Dawn of a New Rome -
Chapter 44: The Peace of Predators
Chapter 44: The Peace of Predators
The years that followed the fall of Maximinus Daia were a period of tense, watchful peace across the Roman world. Two suns now occupied the sky, one in the West and one in the East. In Trier, Constantine used this peace to forge his domain into a sword. The gold of Hispania and Africa flowed into his treasury, and from there into the pockets of his soldiers and the workshops of his armories. His legions, no longer fighting Gauls or Franks, now drilled in massive, mock battles, practicing the complex maneuvers he devised, their discipline and cohesion becoming legendary.
Licinius, from his capitals in the East, did the same. Valerius’s reports painted a picture of a mirror image: legions being raised on the Danube frontier, fleets being constructed in the ports of Greece, and a treasury being filled with the wealth of Egypt and Asia. The two Augusti exchanged formal, cordial letters, celebrating the peace and unity of the Empire, while both knew they were merely sharpening their knives for the inevitable duel.

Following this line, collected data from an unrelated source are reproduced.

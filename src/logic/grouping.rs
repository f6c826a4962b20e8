//! Roster helpers: random balanced grouping and sample teams for trying things out.

use crate::models::{PlanError, Team, TournamentPlan, UNASSIGNED};
use rand::seq::SliceRandom;
use rand::Rng;

/// Group labels handed out by [`balance_groups`], in order.
pub const GROUP_NAMES: [&str; 8] = [
    "Group A", "Group B", "Group C", "Group D", "Group E", "Group F", "Group G", "Group H",
];

const ADJECTIVES: [&str; 8] = [
    "Unbeatable", "Happy", "Sweaty", "Lightspeed", "Golden", "Super", "Clumsy", "Zen",
];
const NOUNS: [&str; 7] = ["Raptors", "Shuttlers", "Squad", "Smashers", "Crew", "Club", "United"];

/// Shuffle the roster and deal teams round-robin into `groups` groups, so group sizes
/// differ by at most one.
pub fn balance_groups<R: Rng>(
    teams: &mut [Team],
    groups: usize,
    rng: &mut R,
) -> Result<(), PlanError> {
    if !(2..=GROUP_NAMES.len()).contains(&groups) {
        return Err(PlanError::InvalidGroupCount(groups));
    }
    teams.shuffle(rng);
    for (i, team) in teams.iter_mut().enumerate() {
        team.level = Some(GROUP_NAMES[i % groups].to_string());
    }
    Ok(())
}

/// `count` ungrouped teams named "<Adjective> <Noun>-NN", numbered from `first_number`.
pub fn sample_teams<R: Rng>(count: usize, first_number: usize, rng: &mut R) -> Vec<Team> {
    (0..count)
        .map(|i| {
            let adjective = ADJECTIVES[rng.gen_range(0..ADJECTIVES.len())];
            let noun = NOUNS[rng.gen_range(0..NOUNS.len())];
            let name = format!("{} {}-{:02}", adjective, noun, first_number + i);
            Team::new(name, Some(UNASSIGNED.to_string()))
        })
        .collect()
}

/// Add `count` sample teams to the plan. Returns how many were added (name clashes are skipped).
pub fn add_sample_teams<R: Rng>(
    plan: &mut TournamentPlan,
    count: usize,
    rng: &mut R,
) -> usize {
    let first = plan.teams.len() + 1;
    sample_teams(count, first, rng)
        .into_iter()
        .filter(|t| plan.add_team(t.name.clone(), t.level.clone()).is_ok())
        .count()
}

/// Rebalance the plan's roster into `groups` groups. Drops any previous schedule.
pub fn balance_plan_groups<R: Rng>(
    plan: &mut TournamentPlan,
    groups: usize,
    rng: &mut R,
) -> Result<(), PlanError> {
    if plan.teams.is_empty() {
        return Err(PlanError::NoGroupedTeams);
    }
    balance_groups(&mut plan.teams, groups, rng)?;
    plan.schedule = None;
    Ok(())
}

"Licinius begins to restrict the gatherings of Christian bishops," Valerius reported to Constantine one evening. "He has dismissed any Christians from his personal household staff. He claims they are politically loyal to you because of your Edict."
"He is not wrong," Constantine replied, a flicker of cold amusement in his eye. "But his actions will only drive them further into my camp. Let him make enemies of his own people. It will save my legions work later."
He knew he could not be the one to break the peace. The alliance, sealed with his own sister’s marriage, was too public, his own image as a restorer of order too valuable to tarnish with naked aggression. He needed a cause, a justification. If Licinius would not provide one, Constantine would manufacture it.
His chosen pawn was a well-regarded senator named Bassianus, who was married to Anastasia, another of Constantine’s half-sisters. In a public ceremony, Constantine elevated Bassianus to the rank of Caesar, granting him nominal authority over Italy and a small personal guard. To the world, it was a sensible administrative move, a sign of trust and a delegation of authority to help govern his vast Western territories. To Constantine, it was the first move in a deadly game.
He knew from Valerius’s network that Licinius had agents in Rome, men tasked with observing and sowing dissent. He now gave Valerius a new, subtle task: ensure these agents took notice of the new Caesar. Ensure Bassianus, a man known to be more ambitious than intelligent, was seen as a potential piece to be turned. "A man given a little power always craves more," Constantine explained to a questioning Fausta. "And Licinius is a man who cannot resist the temptation to meddle in his rival’s house. We will give him a weakness to exploit."
Fausta, whose own father had been a master of such schemes, understood perfectly. "You are baiting a trap for my sister’s husband, using my other sister’s husband as the lure." She shook her head, a small, admiring smile on her lips. "The webs you weave, Augustus."
The trap was laid with chilling patience. Valerius’s agents watched as one of Licinius’s spies made contact with Bassianus’s brother, Senecio. Promises were made. A plot was hatched: Bassianus would assassinate Constantine during a planned inspection tour, and Licinius would then support his claim to the West, presumably as his own junior partner. It was clumsy, predictable, and perfect. Valerius’s men intercepted the coded dispatches, acquiring undeniable proof of the conspiracy, implicating not only Bassianus and his brother, but Licinius himself.
With the evidence in hand, Constantine acted. He summoned his new Caesar, Bassianus, from Rome to his court, which had moved to the southern city of Arelate to oversee naval preparations. Bassianus arrived full of self-importance, believing he was to be given a greater command. He entered the main hall of the praetorium to find Constantine waiting for him, not with his usual retinue, but alone with Valerius and a dozen guards of the Scholae Palatinae, their faces like stone.
"Caesar Bassianus," Constantine greeted him, his voice soft. "Thank you for coming so swiftly." "Augustus," Bassianus replied with a confident bow. "I am always ready to serve the Empire." "Excellent," Constantine said. "Then you can serve it by explaining these." He gestured to a nearby table, where the damning, decoded letters between Senecio and Licinius’s agent were laid out in a neat row.
Bassianus’s face went white. The color drained from his cheeks as he stared at the proof of his treason, his ambition, his utter stupidity, laid bare. He opened his mouth, but no sound came out.
Constantine looked at his brother-in-law, at the man he had elevated and then so carefully destroyed. There was no anger in his gaze, only the cold finality of a predator whose trap had successfully sprung. "It seems my trust in you was misplaced," Constantine said, his voice a whisper of ice. "And it seems my brother Augustus in the East conspires against my life. These are grievances that cannot be resolved with words. They must be answered in steel." He now had his casus belli. The war he had spent years preparing for could finally begin, not as an act of aggression, but as a just war against a treacherous colleague who had plotted his assassination.